Ben de Sayın Genel Başkanımıza aynen bu yaşadığım diyalogu aynı gün anlatmıştım.

          Sonra bu siyasi şizofren aradan çok bir süre geçmeden Doğu Perinçek’in Ulusal TV’sine çıkmış sanki bu sözlerin sahibi o değilmiş gibi MHP Lideri Sayın Devlet Bahçeli aleyhinde yine abuk sabuk konuşmalar yapmış ve bende bunun üzerine “ANKARA KALESİ’NDEKİ ZEYBEK HAVASI BAŞKA, ULUSAL TV’DEKİ ZEYBEK HAVASI BAŞKA” başlıklı bir yazı yazmıştım.

          Bu siyasi şizofren adam 2015 yılında da Almanya’nın Duisburg şehrinde bir toplantıya katılmış, “Devlet Bahçeli’yi bir karşılaştırın bakalım ne var. Bilgi deniyorsa bir bilim adamı var, ekonomik doktorasını yapmış bir Bahçeli var. Dürüstlük deniyorsa, ayağına su dökemez. Devlet Bahçeli son derece dürüst bir adam. Başbakan yardımcılığı yaptığı dönemde de, gayet güzel hizmetleri oldu. Bu seçimde de ne olursa olsun bizler, Devlet Bahçeli’yi dolayısıyla MHP’yi desteklemeliyiz, oylarını artırmalıyız, milletvekili sayısını artırmalıyız diye düşünüyorum. Benim meselemde Devlet Bahçeli meselesi değildir ayrıca. Türk milliyetçilerin partisi deniyor MHP’ye. Bir Türk milliyetçisinin, MHP’yi desteklemekten başka yapacak bir işi yoktur” şeklinde konuşma yapmıştır.

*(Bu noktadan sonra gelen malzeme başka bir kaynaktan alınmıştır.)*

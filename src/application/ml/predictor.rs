use crate::domain::errors::PredictionError;
use crate::domain::ml::{FeatureRow, ModelFormat};

/// Interface for trained yield regression models
pub trait YieldModel: Send + Sync {
    /// Predict the raw (unrounded) yield percentage for one ordered row
    fn predict(&self, row: &FeatureRow) -> Result<f64, PredictionError>;

    /// Get model name/type
    fn name(&self) -> &str;

    /// Artifact encoding the model was loaded from
    fn format(&self) -> ModelFormat;
}
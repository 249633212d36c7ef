// Model backends
pub mod ml;

// Feature assembly and inference
pub mod prediction_service;

pub use prediction_service::PredictionService;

          Bu ya görevli ya da siyasi şizofren olan adam bir arada Fethullah Gülen sevdalısı olmuştu. “The Gülen Movement” konferansı için ABD’ye giden Namık Kemal Zeybek köşe yazarı olduğu Radikal Gazetesi’nde izlenimlerini “Hizmet ile 10 gün” başlığı adı altında yazı dizisi ile değerlendirmiş, Fetullah Gülen’i ve çalışmalarını öve öve bitirememiş ve Fethullah Gülen’in masasında çok mutlu poz vermişti.

          MHP Lideri Sayın Devlet Bahçeli Fethullah Gülen’e “faaliyetlerini askıya al dediğinde” Samanyolu TV’ye “Bahçeli’nin askıya alınmasını istediği eğitim faaliyetleri sayesinde Türkiye’nin dünyadaki itibarı yükseliyor” açıklamasını yapmıştı.

          Şimdi de CHP-HDP-İP şeytan üçgeninin ortaya koyduğu projeleri destekliyor, onları meşrulaştırmak için kendi kendine iftira gündemleri yaratıyor. 3 Kasım seçimleri için uydurduğu senaryoda böyle bir şeydir. Hem de 3 Kasım seçimlerinde MHP milletvekili adayı olduğu halde…

          Namık Kemal Zeybek gerçekten Türk siyasetinde döneklikleri, çok parti değiştirmeleri, siyasi ilişkileri itibariyle siyaset bilimciler ve sosyologlar tarafından çok detaylı incelenmeli ve “felaket bir örnek” olarak Türk siyasetinde hak ettiği muameleyi görmelidir.

          Türk siyasetinde “Namık Kemal Zeybek gibi olmayın” şeklinde siyasi ahlak telkinleri yapılmalıdır. Gerçekten ibretlik bir kişiliktir. Bu yaştaki adamın bu haline ben utanıyorum, kendisi yaşlandıkça utanmazlığı bırakmıyor.